WHAT IS BEING ASKED —
Take the lines below beginning at the line that has "assert_eq!(report.outcome.revocations_buffered, 0);" and stopping after the line that has "assert_eq!(store.pending_revocation_count().unwrap(), 1);", and print them exactly as they are, with no other lines.

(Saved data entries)
#[cfg(test)]
mod tests {
    use super::*;
    use crate::onchain::types::fixtures::*;
    use alloy::primitives::{address, Address, B256, LogData};
    use alloy::rpc::types::Log;
    use alloy::sol_types::SolEvent;
    use async_trait::async_trait;
    use std::sync::atomic::{AtomicU32, Ordering};
    use std::sync::Mutex;

    const OWNER: Address = address!("00000000000000000000000000000000000000a1");
    const CLIENT: Address = address!("00000000000000000000000000000000000000c1");

    #[derive(Default)]
    struct FakeChain {
        head: Mutex<u64>,
        logs: Mutex<Vec<(Source, Log)>>,
        hash_overrides: Mutex<HashMap<u64, B256>>,
        /// Number of upcoming `get_logs` calls that fail transiently.
        failing_calls: AtomicU32,
        get_logs_calls: AtomicU32,
    }

    impl FakeChain {
        fn with_head(head: u64) -> Arc<Self> {
            let chain = Self::default();
            *chain.head.lock().unwrap() = head;
            Arc::new(chain)
        }

        fn push(&self, source: Source, data: LogData, block: u64, tx: u8, log_index: u64) {
            self.logs
                .lock()
                .unwrap()
                .push((source, raw_log(data, block, tx, log_index)));
        }

        fn set_head(&self, head: u64) {
            *self.head.lock().unwrap() = head;
        }

        fn hash_of(&self, block: u64) -> B256 {
            self.hash_overrides
                .lock()
                .unwrap()
                .get(&block)
                .copied()
                .unwrap_or_else(|| block_hash(block))
        }
    }

    #[async_trait]
    impl EventSource for FakeChain {
        async fn chain_head(&self) -> Result<u64, ChainError> {
            Ok(*self.head.lock().unwrap())
        }

        async fn get_logs(&self, source: Source, from: u64, to: u64) -> Result<Vec<Log>, ChainError> {
            self.get_logs_calls.fetch_add(1, Ordering::SeqCst);
            if self
                .failing_calls
                .fetch_update(Ordering::SeqCst, Ordering::SeqCst, |n| n.checked_sub(1))
                .is_ok()
            {
                return Err(ChainError::Transient("429 Too Many Requests".into()));
            }
            Ok(self
                .logs
                .lock()
                .unwrap()
                .iter()
                .filter(|(s, l)| {
                    *s == source && l.block_number.is_some_and(|b| b >= from && b <= to)
                })
                .map(|(_, l)| l.clone())
                .collect())
        }

        async fn block_ref(&self, number: u64) -> Result<BlockRef, ChainError> {
            Ok(BlockRef {
                number,
                hash: self.hash_of(number),
                timestamp: 1_700_000_000 + number * 12,
            })
        }
    }

    fn config() -> IndexerConfig {
        IndexerConfig {
            start_block: 0,
            max_range: 1_000,
            confirmation_depth: 12,
            reorg_rewind: 64,
            poll_interval_secs: 1,
            max_retries: 2,
            backoff_base_ms: 10,
            backoff_max_ms: 100,
        }
    }

    fn indexer(chain: &Arc<FakeChain>, store: &Store, config: IndexerConfig) -> Indexer<FakeChain> {
        Indexer::new(
            Arc::clone(chain),
            store.clone(),
            config,
            Arc::new(PipelineMetrics::new()),
        )
    }

    fn agent_b256(n: u64) -> B256 {
        crate::onchain::types::agent_id_from_u256(agent(n))
    }

    #[tokio::test]
    async fn test_sync_commits_events_and_checkpoint() {
        let chain = FakeChain::with_head(120);
        chain.push(Source::IdentityRegistry, registered(1, OWNER, "ipfs://agent-1"), 10, 1, 0);
        chain.push(Source::ReputationRegistry, new_feedback(1, CLIENT, 0, 80, 0, "quality"), 20, 2, 3);

        let store = Store::open_in_memory().unwrap();
        let mut idx = indexer(&chain, &store, config());
        let report = idx.sync_once().await.unwrap();

        assert_eq!(report.range, Some((0, 108)));
        assert_eq!(report.applied(), 2);
        assert!(report.caught_up);
        assert_eq!(idx.phase(), IndexerPhase::Idle);
        assert_eq!(store.checkpoint(Source::IdentityRegistry).unwrap(), Some(108));
        assert_eq!(store.checkpoint(Source::ReputationRegistry).unwrap(), Some(108));

        let agent = store.agent(agent_b256(1)).unwrap().unwrap();
        assert_eq!(agent.owner, OWNER);
        assert_eq!(agent.metadata_uri.as_deref(), Some("ipfs://agent-1"));
        assert_eq!(agent.created_at.timestamp(), 1_700_000_000 + 10 * 12);

        let feedback = store.feedback_page(agent_b256(1), 0, 10).unwrap();
        assert_eq!(feedback.len(), 1);
        assert_eq!(feedback[0].category.as_deref(), Some("quality"));
        assert_eq!(feedback[0].timestamp.timestamp(), 1_700_000_000 + 20 * 12);
    }

    #[tokio::test]
    async fn test_blocks_within_confirmation_depth_wait() {
        let chain = FakeChain::with_head(120);
        chain.push(Source::ReputationRegistry, new_feedback(1, CLIENT, 0, 80, 0, ""), 115, 1, 0);

        let store = Store::open_in_memory().unwrap();
        let mut idx = indexer(&chain, &store, config());
        idx.sync_once().await.unwrap();
        assert_eq!(store.feedback_count().unwrap(), 0);

        chain.set_head(127);
        let report = idx.sync_once().await.unwrap();
        assert_eq!(report.range, Some((109, 115)));
        assert_eq!(store.feedback_count().unwrap(), 1);
    }

    #[tokio::test]
    async fn test_nothing_to_do_when_head_is_shallow() {
        let chain = FakeChain::with_head(5);
        let store = Store::open_in_memory().unwrap();
        let mut idx = indexer(&chain, &store, config());
        let report = idx.sync_once().await.unwrap();
        assert_eq!(report.range, None);
        assert!(report.caught_up);
        assert_eq!(store.checkpoint(Source::IdentityRegistry).unwrap(), None);
    }

    #[tokio::test]
    async fn test_range_is_capped_by_max_range() {
        let chain = FakeChain::with_head(500);
        let store = Store::open_in_memory().unwrap();
        let mut cfg = config();
        cfg.max_range = 50;
        cfg.start_block = 100;
        let mut idx = indexer(&chain, &store, cfg);

        let first = idx.sync_once().await.unwrap();
        assert_eq!(first.range, Some((100, 149)));
        assert!(!first.caught_up);
        let second = idx.sync_once().await.unwrap();
        assert_eq!(second.range, Some((150, 199)));
    }

    #[tokio::test]
    async fn test_rescan_is_idempotent() {
        let chain = FakeChain::with_head(120);
        chain.push(Source::ReputationRegistry, new_feedback(1, CLIENT, 0, 80, 0, ""), 20, 1, 0);
        chain.push(Source::ReputationRegistry, new_feedback(1, CLIENT, 1, -20, 0, ""), 21, 2, 0);

        let store = Store::open_in_memory().unwrap();
        let mut idx = indexer(&chain, &store, config());
        idx.sync_once().await.unwrap();
        store.rewind_checkpoints(&Source::ALL, 0).unwrap();

        let report = idx.sync_once().await.unwrap();
        assert_eq!(report.applied(), 0);
        assert_eq!(report.outcome.duplicates, 2);
        assert_eq!(store.feedback_count().unwrap(), 2);
    }

    #[tokio::test]
    async fn test_revocation_in_same_block_applies_in_log_order() {
        let chain = FakeChain::with_head(120);
        // Revocation returned first by the node but positioned after the feedback.
        chain.push(Source::ReputationRegistry, revoked(1, CLIENT, 0), 30, 9, 7);
        chain.push(Source::ReputationRegistry, new_feedback(1, CLIENT, 0, 80, 0, ""), 30, 9, 2);

        let store = Store::open_in_memory().unwrap();
        let mut idx = indexer(&chain, &store, config());
        let report = idx.sync_once().await.unwrap();
        assert_eq!(report.outcome.revocations_buffered, 0);
        assert!(store.all_feedback(agent_b256(1)).unwrap()[0].revoked);
    }

    #[tokio::test]
    async fn test_revocation_seen_before_feedback_is_buffered() {
        let chain = FakeChain::with_head(200);
        chain.push(Source::ReputationRegistry, revoked(1, CLIENT, 4), 20, 1, 0);
        chain.push(Source::ReputationRegistry, new_feedback(1, CLIENT, 4, 80, 0, ""), 70, 2, 0);

        let store = Store::open_in_memory().unwrap();
        let mut cfg = config();
        cfg.max_range = 50;
        let mut idx = indexer(&chain, &store, cfg);

        let first = idx.sync_once().await.unwrap();
        assert_eq!(first.outcome.revocations_buffered, 1);
        assert_eq!(store.pending_revocation_count().unwrap(), 1);

        let second = idx.sync_once().await.unwrap();
        assert_eq!(second.outcome.revocations_resolved, 1);
        assert_eq!(store.pending_revocation_count().unwrap(), 0);
        assert!(store.feedback_page(agent_b256(1), 0, 10).unwrap().is_empty());
    }

    #[tokio::test]
    async fn test_bad_log_does_not_abort_batch() {
        let chain = FakeChain::with_head(120);
        chain.push(
            Source::ReputationRegistry,
            garbage(crate::onchain::abi::IReputationRegistry::NewFeedback::SIGNATURE_HASH),
            15,
            1,
            0,
        );
        chain.push(Source::ReputationRegistry, garbage(B256::repeat_byte(0x42)), 15, 1, 1);
        chain.push(Source::ReputationRegistry, new_feedback(1, CLIENT, 0, 80, 0, ""), 16, 2, 0);

        let store = Store::open_in_memory().unwrap();
        let mut idx = indexer(&chain, &store, config());
        let report = idx.sync_once().await.unwrap();

        assert_eq!(report.applied(), 1);
        assert_eq!(report.outcome.failures_recorded, 1);
        assert_eq!(report.outcome.unknown_skipped, 1);
        assert_eq!(store.decode_failure_count().unwrap(), 1);
        assert_eq!(store.checkpoint(Source::ReputationRegistry).unwrap(), Some(108));
    }

    #[tokio::test]
    async fn test_metadata_update_changes_uri() {
        let chain = FakeChain::with_head(120);
        chain.push(Source::IdentityRegistry, registered(3, OWNER, "ipfs://v1"), 10, 1, 0);
        chain.push(Source::IdentityRegistry, uri_updated(3, "ipfs://v2"), 11, 2, 0);
        chain.push(Source::IdentityRegistry, uri_updated(99, "ipfs://ghost"), 12, 3, 0);

        let store = Store::open_in_memory().unwrap();
        let mut idx = indexer(&chain, &store, config());
        let report = idx.sync_once().await.unwrap();

        assert_eq!(report.applied(), 2);
        assert_eq!(report.outcome.failures_recorded, 1);
        let agent = store.agent(agent_b256(3)).unwrap().unwrap();
        assert_eq!(agent.metadata_uri.as_deref(), Some("ipfs://v2"));
        assert!(store.agent(agent_b256(99)).unwrap().is_none());
    }

    #[tokio::test(start_paused = true)]
    async fn test_transient_failures_are_retried() {
        let chain = FakeChain::with_head(120);
        chain.push(Source::ReputationRegistry, new_feedback(1, CLIENT, 0, 80, 0, ""), 20, 1, 0);
        chain.failing_calls.store(2, Ordering::SeqCst);

        let store = Store::open_in_memory().unwrap();
        let mut idx = indexer(&chain, &store, config());
        let report = idx.sync_once().await.unwrap();
        assert_eq!(report.applied(), 1);
        assert_eq!(chain.get_logs_calls.load(Ordering::SeqCst), 4);
    }

    #[tokio::test(start_paused = true)]
    async fn test_exhausted_retries_leave_checkpoint_unchanged() {
        let chain = FakeChain::with_head(120);
        chain.push(Source::ReputationRegistry, new_feedback(1, CLIENT, 0, 80, 0, ""), 20, 1, 0);
        chain.failing_calls.store(100, Ordering::SeqCst);

        let store = Store::open_in_memory().unwrap();
        let mut idx = indexer(&chain, &store, config());
        let err = idx.sync_once().await.unwrap_err();

        assert!(matches!(err, IndexerError::Chain(ref e) if e.is_transient()));
        assert_eq!(idx.phase(), IndexerPhase::Idle);
        assert_eq!(store.checkpoint(Source::ReputationRegistry).unwrap(), None);
        assert_eq!(store.feedback_count().unwrap(), 0);
    }

    #[tokio::test]
    async fn test_persistence_failure_leaves_checkpoint_unchanged() {
        let chain = FakeChain::with_head(120);
        chain.push(Source::IdentityRegistry, registered(1, OWNER, ""), 10, 1, 0);
        chain.push(Source::ReputationRegistry, new_feedback(1, CLIENT, 0, 80, 0, ""), 20, 2, 0);

        let store = Store::open_in_memory().unwrap();
        store
            .execute_raw(
                "CREATE TRIGGER fail_feedback BEFORE INSERT ON feedback_events
                 BEGIN SELECT RAISE(ABORT, 'simulated disk failure'); END;",
            )
            .unwrap();

        let mut idx = indexer(&chain, &store, config());
        let err = idx.sync_once().await.unwrap_err();
        assert!(matches!(err, IndexerError::Store(_)));
        assert_eq!(store.checkpoint(Source::IdentityRegistry).unwrap(), None);
        assert!(store.agent(agent_b256(1)).unwrap().is_none());

        store.execute_raw("DROP TRIGGER fail_feedback;").unwrap();
        let report = idx.sync_once().await.unwrap();
        assert_eq!(report.applied(), 2);
        assert_eq!(store.checkpoint(Source::IdentityRegistry).unwrap(), Some(108));
    }

    #[tokio::test]
    async fn test_deep_reorg_rewinds_and_rescans() {
        let chain = FakeChain::with_head(120);
        chain.push(Source::ReputationRegistry, new_feedback(1, CLIENT, 0, 80, 0, ""), 50, 1, 0);

        let store = Store::open_in_memory().unwrap();
        let mut idx = indexer(&chain, &store, config());
        idx.sync_once().await.unwrap();
        assert_eq!(
            store.latest_block_ref(Source::IdentityRegistry).unwrap(),
            Some((108, block_hash(108)))
        );

        // Block 108 is replaced on the canonical chain.
        let new_hash = B256::repeat_byte(0x99);
        chain.hash_overrides.lock().unwrap().insert(108, new_hash);

        let report = idx.sync_once().await.unwrap();
        assert!(report.reorg_detected);
        assert_eq!(report.range, Some((45, 108)));
        assert_eq!(
            store.latest_block_ref(Source::IdentityRegistry).unwrap(),
            Some((108, new_hash))
        );
        // The replayed feedback is reconciled by its event key.
        assert_eq!(report.outcome.duplicates, 1);
        assert_eq!(store.feedback_count().unwrap(), 1);
        assert_eq!(PipelineMetrics::get(&idx.metrics.reorgs), 1);
    }

    #[tokio::test]
    async fn test_block_hash_change_mid_read_aborts_pass() {
        let chain = FakeChain::with_head(120);
        chain.push(Source::ReputationRegistry, new_feedback(1, CLIENT, 0, 80, 0, ""), 50, 1, 0);
        chain.hash_overrides.lock().unwrap().insert(50, B256::repeat_byte(0x01));

        let store = Store::open_in_memory().unwrap();
        let mut idx = indexer(&chain, &store, config());
        let err = idx.sync_once().await.unwrap_err();
        assert!(matches!(err, IndexerError::InconsistentView { block: 50 }));
        assert_eq!(store.checkpoint(Source::ReputationRegistry).unwrap(), None);
    }

    #[tokio::test(start_paused = true)]
    async fn test_run_stops_on_shutdown() {
        let chain = FakeChain::with_head(120);
        chain.push(Source::ReputationRegistry, new_feedback(1, CLIENT, 0, 80, 0, ""), 20, 1, 0);
        let store = Store::open_in_memory().unwrap();
        let idx = indexer(&chain, &store, config());

        let (tx, rx) = watch::channel(false);
        let handle = tokio::spawn(idx.run(rx));
        tokio::time::sleep(std::time::Duration::from_millis(1_500)).await;
        tx.send(true).unwrap();
        handle.await.unwrap();

        assert_eq!(store.checkpoint(Source::ReputationRegistry).unwrap(), Some(108));
    }
}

SOLVED PROBLEM —
        assert_eq!(report.outcome.revocations_buffered, 0);
        assert!(store.all_feedback(agent_b256(1)).unwrap()[0].revoked);
    }

    #[tokio::test]
    async fn test_revocation_seen_before_feedback_is_buffered() {
        let chain = FakeChain::with_head(200);
        chain.push(Source::ReputationRegistry, revoked(1, CLIENT, 4), 20, 1, 0);
        chain.push(Source::ReputationRegistry, new_feedback(1, CLIENT, 4, 80, 0, ""), 70, 2, 0);

        let store = Store::open_in_memory().unwrap();
        let mut cfg = config();
        cfg.max_range = 50;
        let mut idx = indexer(&chain, &store, cfg);

        let first = idx.sync_once().await.unwrap();
        assert_eq!(first.outcome.revocations_buffered, 1);
        assert_eq!(store.pending_revocation_count().unwrap(), 1);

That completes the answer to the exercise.